ABSTRACT

Dissociative identity disorder patients have two important features: (1) high hypnotizability, and (2) a history of trauma. The trauma model of the dissociative disorders acknowledges only one of these features – trauma. That is probably why the overall weighted correlation between trauma and dissociation is surprisingly weak: 0.32. A correlation of this size indicates that trauma cannot be the sole determinant – or even the primary determinant – of dissociation. The thesis of this chapter is that, in the absence of high hypnotizability, no amount of trauma can generate a dissociative disorder.

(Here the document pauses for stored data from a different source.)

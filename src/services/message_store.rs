use async_trait::async_trait;
use chrono::NaiveDateTime;
use sqlx::{postgres::PgRow, PgPool, Row};

use crate::error::Result;
use crate::models::message::DueMessage;

/// The two store operations the delivery side is allowed to perform. The
/// API layer writes the same table through `MessageService`; the scheduler
/// only ever reads eligible rows and flips the delivered flag.
#[async_trait]
pub trait MessageStore: Send + Sync {
    /// Messages eligible for delivery at `now`: undelivered, due, and
    /// addressed to a recipient. Ordered by ascending id.
    async fn due_messages(&self, now: NaiveDateTime) -> Result<Vec<DueMessage>>;

    /// Field-level update of the delivered flag for one row. An id that no
    /// longer exists updates nothing and is not an error.
    async fn set_delivered(&self, id: i64, delivered: bool) -> Result<()>;
}

#[derive(Clone)]
pub struct PgMessageStore {
    pool: PgPool,
}

impl PgMessageStore {
    pub fn new(pool: PgPool) -> Self {
        Self { pool }
    }
}

#[async_trait]
impl MessageStore for PgMessageStore {
    async fn due_messages(&self, now: NaiveDateTime) -> Result<Vec<DueMessage>> {
        let rows = sqlx::query(
            r#"
            SELECT id, title, content, recipient_email, delivery_date, is_delivered
            FROM messages
            WHERE is_delivered = FALSE
              AND delivery_date <= $1
              AND recipient_email IS NOT NULL
            ORDER BY id ASC
            "#,
        )
        .bind(now)
        .fetch_all(&self.pool)
        .await?;

        // Rows are decoded one at a time so a single corrupt row is logged
        // and skipped instead of aborting the whole selection.
        let mut due = Vec::with_capacity(rows.len());
        for row in &rows {
            match snapshot_from_row(row) {
                Ok(msg) => due.push(msg),
                Err(e) => {
                    let id: Option<i64> = row.try_get("id").ok();
                    tracing::error!(
                        message_id = ?id,
                        error = %e,
                        "Skipping message row that failed to decode"
                    );
                }
            }
        }
        Ok(due)
    }

    async fn set_delivered(&self, id: i64, delivered: bool) -> Result<()> {
        let result =
            sqlx::query(r#"UPDATE messages SET is_delivered = $2, updated_at = NOW() WHERE id = $1"#)
                .bind(id)
                .bind(delivered)
                .execute(&self.pool)
                .await?;

        if result.rows_affected() == 0 {
            tracing::warn!(
                message_id = id,
                "Delivered-flag update matched no row, message was likely deleted"
            );
        }
        Ok(())
    }
}

fn snapshot_from_row(row: &PgRow) -> std::result::Result<DueMessage, sqlx::Error> {
    Ok(DueMessage {
        id: row.try_get("id")?,
        title: row.try_get("title")?,
        content: row.try_get("content")?,
        recipient_email: row.try_get("recipient_email")?,
        delivery_date: row.try_get("delivery_date")?,
        is_delivered: row.try_get("is_delivered")?,
    })
}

There are two kinds of dissociation-like phenomena: (1) breakdown phenomena (i.e., depersonalization, derealization) that are caused by temporary disruptions of one’s normal biological-perceptual-neurocognitive frame of reference; and (2) high-hypnotizability-enabled, dissociative defenses against pain and misery. Breakdown phenomena cannot make a dissociative disorder. Only highly hypnotizable individuals have the ability to block pain, block memory, ‘go away,’ ‘go up to the ceiling and watch the little girl down there,’ make alters, switch, and so on. These phenomena are ‘hypnotic’ feats, not breakdown phenomena. Trauma models – including the theory of structural dissociation – need to incorporate high hypnotizability into their account of the etiology of the dissociative disorders.